Prepare you SAS command file with your favorite UNIX editor. At present, vi, ex, and pico are available on stats1. This program file should contain your options statement, your data and proc steps. Your data step may contain options, titles, data step name, input, labels, assorted assignments, transformation statements, and missing value statements. Your statistical procedures follow your data step.

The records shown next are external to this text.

//! Control middleware: maps persistence control actions to controller
//! methods and optionally gates which actions may schedule writes.

use std::sync::Arc;

use crate::action::Action;
use crate::middleware::{Middleware, MiddlewareApi, NextFn};
use crate::persist::controller::{global_registry, ControllerRegistry};
use crate::persist::{FLUSH_TYPE, PAUSE_TYPE, PURGE_TYPE, RESUME_TYPE};
use crate::store::Op;

type ActionFilter = Arc<dyn Fn(&Action) -> bool + Send + Sync>;

/// Configuration for [`persist_middleware`].
#[derive(Clone)]
pub struct PersistMiddlewareConfig {
    pub key: String,
    /// Only actions passing the filter trigger an immediate persist; all
    /// others run with writes paused.
    pub action_filter: Option<ActionFilter>,
    /// Convenience form of `action_filter`: a list of action types.
    pub types: Option<Vec<String>>,
    pub registry: Option<Arc<ControllerRegistry>>,
}

impl PersistMiddlewareConfig {
    pub fn new(key: impl Into<String>) -> Self {
        Self {
            key: key.into(),
            action_filter: None,
            types: None,
            registry: None,
        }
    }

    pub fn with_action_filter<F>(mut self, filter: F) -> Self
    where
        F: Fn(&Action) -> bool + Send + Sync + 'static,
    {
        self.action_filter = Some(Arc::new(filter));
        self
    }

    pub fn with_types(mut self, types: Vec<String>) -> Self {
        self.types = Some(types);
        self
    }

    pub fn with_registry(mut self, registry: Arc<ControllerRegistry>) -> Self {
        self.registry = Some(registry);
        self
    }

    fn matches(&self, action: &Action) -> Option<bool> {
        if let Some(filter) = &self.action_filter {
            return Some(filter(action));
        }
        self.types
            .as_ref()
            .map(|types| types.iter().any(|kind| *kind == action.kind))
    }
}

/// Build the control middleware for a persisted key.
pub fn persist_middleware(config: PersistMiddlewareConfig) -> Arc<dyn Middleware> {
    Arc::new(PersistMiddleware { config })
}

struct PersistMiddleware {
    config: PersistMiddlewareConfig,
}

impl Middleware for PersistMiddleware {
    fn wrap(self: Arc<Self>, _api: MiddlewareApi, next: NextFn) -> NextFn {
        let registry = self
            .config
            .registry
            .clone()
            .unwrap_or_else(global_registry);
        let controller = registry.controller(&self.config.key);
        let config = self.config.clone();

        Arc::new(move |op| {
            let Op::Action(action) = op else {
                return next(op);
            };

            match action.kind.as_str() {
                PAUSE_TYPE => controller.pause(),
                RESUME_TYPE => controller.resume(),
                FLUSH_TYPE => controller.flush(),
                PURGE_TYPE => controller.purge(),
                _ => {
                    if let Some(matches) = config.matches(&action) {
                        if matches {
                            // Matching actions persist immediately.
                            let result = next(Op::Action(action));
                            controller.flush();
                            return result;
                        }
                        // The reducer still runs, but no write is
                        // scheduled for this change.
                        let was_paused = controller.is_paused();
                        controller.pause();
                        let result = next(Op::Action(action));
                        if !was_paused {
                            controller.resume();
                        }
                        return result;
                    }
                }
            }
            next(Op::Action(action))
        })
    }
}

#[cfg(test)]
mod tests {
    use super::*;
    use crate::middleware::apply_middleware;
    use crate::persist::enhancer::{persist_enhancer, PersistConfig};
    use crate::persist::storage::{MemoryStorage, Storage};
    use crate::reducer::create_reducer;
    use crate::store::create_store_with_enhancer;
    use crate::middleware::compose_enhancers;
    use serde_json::{json, Value};

    fn counter_reducer() -> crate::reducer::SliceReducer {
        create_reducer(json!(0), |builder| {
            builder.add_case("counter/increment", |draft, _| {
                Some(json!(draft.as_i64().unwrap_or(0) + 1))
            });
            builder.add_case("counter/scratch", |draft, _| {
                Some(json!(draft.as_i64().unwrap_or(0) + 100))
            });
        })
    }

    fn build(
        storage: Arc<MemoryStorage>,
        registry: Arc<ControllerRegistry>,
        middleware_config: PersistMiddlewareConfig,
    ) -> crate::store::Store {
        create_store_with_enhancer(
            counter_reducer(),
            None,
            compose_enhancers(vec![
                persist_enhancer(
                    PersistConfig::new("app", storage).with_registry(registry.clone()),
                ),
                apply_middleware(vec![persist_middleware(
                    middleware_config.with_registry(registry),
                )]),
            ]),
        )
    }

    fn persisted_state(storage: &MemoryStorage) -> Option<Value> {
        storage
            .get_item("app")
            .unwrap()
            .map(|raw| serde_json::from_str::<Value>(&raw).unwrap()["state"].clone())
    }

    #[tokio::test]
    async fn control_actions_drive_the_controller() {
        let storage = Arc::new(MemoryStorage::new());
        let registry = Arc::new(ControllerRegistry::new());
        let store = build(
            storage.clone(),
            registry.clone(),
            PersistMiddlewareConfig::new("app"),
        );

        store.dispatch(Action::new(PAUSE_TYPE)).unwrap();
        assert!(registry.controller("app").is_paused());

        store.dispatch(Action::new("counter/increment")).unwrap();
        assert_eq!(persisted_state(&storage), None, "paused: nothing written");

        store.dispatch(Action::new(RESUME_TYPE)).unwrap();
        store.dispatch(Action::new(FLUSH_TYPE)).unwrap();
        assert_eq!(persisted_state(&storage), Some(json!(1)));

        store.dispatch(Action::new(PURGE_TYPE)).unwrap();
        assert_eq!(storage.get_item("app").unwrap(), None);
    }

    #[tokio::test]
    async fn type_gating_persists_matching_actions_only() {
        let storage = Arc::new(MemoryStorage::new());
        let registry = Arc::new(ControllerRegistry::new());
        let store = build(
            storage.clone(),
            registry,
            PersistMiddlewareConfig::new("app")
                .with_types(vec!["counter/increment".to_string()]),
        );

        // Non-matching: reducer runs, storage untouched.
        store.dispatch(Action::new("counter/scratch")).unwrap();
        assert_eq!(store.get_state().as_i64(), Some(100));
        assert_eq!(persisted_state(&storage), None);

        // Matching: persisted immediately.
        store.dispatch(Action::new("counter/increment")).unwrap();
        assert_eq!(persisted_state(&storage), Some(json!(101)));
    }

    #[tokio::test]
    async fn action_filter_gates_like_types() {
        let storage = Arc::new(MemoryStorage::new());
        let registry = Arc::new(ControllerRegistry::new());
        let store = build(
            storage.clone(),
            registry,
            PersistMiddlewareConfig::new("app")
                .with_action_filter(|action| action.kind.ends_with("/increment")),
        );

        store.dispatch(Action::new("counter/scratch")).unwrap();
        assert_eq!(persisted_state(&storage), None);

        store.dispatch(Action::new("counter/increment")).unwrap();
        assert_eq!(persisted_state(&storage), Some(json!(101)));
    }
}
//! Core runtime for flux-dispatch
//!
//! A predictable state-management runtime for reactive client
//! applications, following a Redux-inspired architecture: a reducer-driven
//! store with enhancers and middleware, an async thunk lifecycle, a
//! cache-keyed data-query engine, and a storage persistence subsystem.
//!
//! # Core Concepts
//!
//! - **Action**: a plain record describing an intent, keyed by `type`
//! - **Store**: the subscribable state container with a middleware chain
//! - **Thunk**: async work dispatched through the store, with request ids
//!   and cancellation
//! - **Api**: cache-keyed queries and mutations with tag invalidation
//! - **Persistence**: rehydrate at startup, debounced writes, migrations
//!
//! # Basic Example
//!
//! ```ignore
//! use flux_dispatch_core::prelude::*;
//! use serde_json::json;
//!
//! let counter = create_reducer(json!(0), |builder| {
//!     builder.add_case("counter/increment", |draft, _| {
//!         Some(json!(draft.as_i64().unwrap_or(0) + 1))
//!     });
//! });
//!
//! let store = create_store_with_middleware(
//!     combine_reducers(vec![("counter", counter)]),
//!     None,
//!     vec![Arc::new(ThunkMiddleware::new())],
//! );
//! store.dispatch(Action::new("counter/increment"))?;
//! ```
//!
//! # Async Thunks
//!
//! ```ignore
//! let fetch_user = AsyncThunk::new("users/fetch", |arg, api: ThunkApi| {
//!     Box::pin(async move {
//!         let user = backend.user(&arg).await
//!             .map_err(ThunkError::failure)?;
//!         Ok(user)
//!     })
//! });
//!
//! // pending -> fulfilled|rejected -> settled, with a unique request id.
//! let terminal = store.dispatch(fetch_user.call(json!({"id": 1})))?
//!     .resolved()
//!     .await;
//! ```

pub mod action;
pub mod async_state;
pub mod cell;
pub mod entity;
pub mod error;
pub mod extensions;
pub mod middleware;
pub mod persist;
pub mod query;
pub mod reducer;
pub mod selector;
pub mod store;
pub mod testing;
pub mod thunk;

// Action exports
pub use action::{
    is_fulfilled, is_pending, is_rejected, is_rejected_with_value, is_settled, Action, ActionMeta,
    RequestStatus,
};

// Error exports
pub use error::{ErrorStatus, QueryError, SerializedError, StorageError, StoreError};

// Store exports
pub use store::{
    create_store, create_store_with_enhancer, Dispatched, Enhancer, GetStateFn, Op, RootReducer,
    StateRef, Store, StoreCreator, SubscriptionHandle, Thunk, ThunkContext, ThunkHandle,
    INIT_TYPE, REPLACE_TYPE,
};

// Middleware exports
pub use middleware::{
    apply_middleware, compose, compose_enhancers, create_store_with_middleware, Middleware,
    MiddlewareApi, NextFn, ThunkMiddleware,
};

// Reducer exports
pub use reducer::{
    combine_reducers, create_reducer, CaseReducer, ReducerBuilder, Slice, SliceBuilder,
    SliceReducer,
};

// Selector exports
pub use selector::{
    create_selector, create_structured_selector, input, state_selector, Selector, SelectorFn,
};

// Thunk exports
pub use thunk::{
    is_thunk_fulfilled, is_thunk_pending, is_thunk_rejected, is_thunk_settled, AsyncThunk,
    ConditionApi, ThunkApi, ThunkError,
};

// Async state exports
pub use async_state::{
    apply_async_transition, create_async_reducer, now_millis, AsyncReducerHandlers, AsyncSlice,
    AsyncSliceBuilder, AsyncState,
};

// Entity exports
pub use entity::{EntityAdapter, EntityId, EntitySelectors, EntityUpdate};

// Cell exports
pub use cell::{CellSubscription, ObservableCell};

// Query exports
pub use query::{
    create_api, create_lazy_query_hook, create_mutation_hook, create_query_hook, Api, ApiOptions,
    BaseQuery, BaseQueryApi, BaseQueryFn, CacheEntry, InitiateOptions, MutationDef, QueryDef,
    QueryHandle, QueryHookOptions, QueryHookState, QueryStatus, Tag,
};
#[cfg(feature = "fetch")]
pub use query::{fetch_base_query, FetchBaseQuery, FetchBaseQueryConfig};

// Persistence exports
pub use persist::{
    default_storage, global_registry, persist_enhancer, persist_middleware, ControllerRegistry,
    FileStorage, MemoryStorage, PersistConfig, PersistController, PersistMiddlewareConfig,
    PersistedRecord, RehydrateStrategy, Storage,
};

// Extension exports
pub use extensions::{
    create_batched_thunk, create_dependent_thunk, create_optimistic_thunk,
    create_paginated_thunk, create_polling_thunk, create_retry_thunk, create_search_thunk,
    OptimisticConfig, PageRequest, PageResult, PollingThunk, RetryOptions,
};

// Testing exports
pub use testing::{recording_store, recording_store_with_reducer, ActionRecorder};

#[cfg(feature = "testing-time")]
pub use testing::{advance_time, pause_time, resume_time};

/// Prelude module for convenient imports
pub mod prelude {
    pub use crate::action::{
        is_fulfilled, is_pending, is_rejected, is_settled, Action, ActionMeta, RequestStatus,
    };
    pub use crate::async_state::{
        create_async_reducer, AsyncReducerHandlers, AsyncSliceBuilder, AsyncState,
    };
    pub use crate::cell::ObservableCell;
    pub use crate::entity::{EntityAdapter, EntityId, EntityUpdate};
    pub use crate::error::{QueryError, SerializedError, StoreError};
    pub use crate::extensions::{
        create_batched_thunk, create_dependent_thunk, create_optimistic_thunk,
        create_paginated_thunk, create_polling_thunk, create_retry_thunk, create_search_thunk,
        OptimisticConfig, RetryOptions,
    };
    pub use crate::middleware::{
        apply_middleware, compose_enhancers, create_store_with_middleware, Middleware,
        ThunkMiddleware,
    };
    pub use crate::persist::{
        default_storage, persist_enhancer, persist_middleware, PersistConfig,
        PersistMiddlewareConfig, RehydrateStrategy, Storage,
    };
    pub use crate::query::{
        create_api, create_mutation_hook, create_query_hook, Api, ApiOptions, MutationDef,
        QueryDef, QueryHookOptions, Tag,
    };
    pub use crate::reducer::{combine_reducers, create_reducer, SliceBuilder};
    pub use crate::selector::{create_selector, create_structured_selector, state_selector};
    pub use crate::store::{
        create_store, create_store_with_enhancer, Op, RootReducer, Store, Thunk,
    };
    pub use crate::thunk::{AsyncThunk, ThunkApi, ThunkError};
}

A Typical Basic Annotated SAS Command File contains
1. Configuration information
An options statement provides formatting
of output to 80 column, 60 line output:
options linesize=80 pagesize=60;
2. Title information
SAS can handle up to 10 title lines for
definition of project, phase, task,
author, etc.
Title 'Panel Survey of Health Care Utilization';
Title2 'Practices in Greater New York City Area';
Title3 'Wave Five: 1993';
3. Format Definitions
Nominal and ordinal variables have values
that require labels called formats.
The formats are set up with the format
procedure:
Proc Format;
value sx 1 = 'Female' 2='Male';
value ag 1 = 'Disagree strongly'
2='Disagree' 3 = 'Unsure'
4 = 'Agree' 5 = 'Agree strongly';
value wk 1 = 'farmer' 2 ='blue collar'
3='sales' 4 = 'Clerical'
5 = 'Technical' 6 = 'Managerial'
7 = 'Executive' 8 = 'Professional';
value ls 1 = 'Poor' 2 = 'Moderate'
3 'Luxurious';
value $ agg 'min' = 'Minor'
adu' = 'Adult';
4. Data Step Definitions
The data set is defined with a name
Data one;
5. Data file definition
The location of the external data file is
specified with an infile statement. On the
unix system, the data file in this instance
is located in the /u1/userid/sas subdirectory
and the file is called mydata.dat
infile '/u1/userid/sas/mydata.dat';
6. Input format
Each variable is defined. The variable name,
type, and location of the variable in the
data file is specified. SAS variable names
are generally limited to 8 letters and numbers.
Character variables have a dollar sign after
their variable name, whereas numeric variables
do not. The column location in the data
file is specified by a starting position a dash
and an ending column location. On line 1 in the
data file, variables id, age, gender, sex, and
occupation may be found. On line 2 in the data
file, the social security number and city of
residence are located within the specified
column ranges. The social security number and
city of residence are character variables.
Input #1 id 1-4 age 6-8 gender 10 sex 12
occup 14 #2 ssn $ 1-11 cityname $ 13-23;
7. Variable Label information
Each variable has a name and a label. The label
typically can be up to 40 columns in length.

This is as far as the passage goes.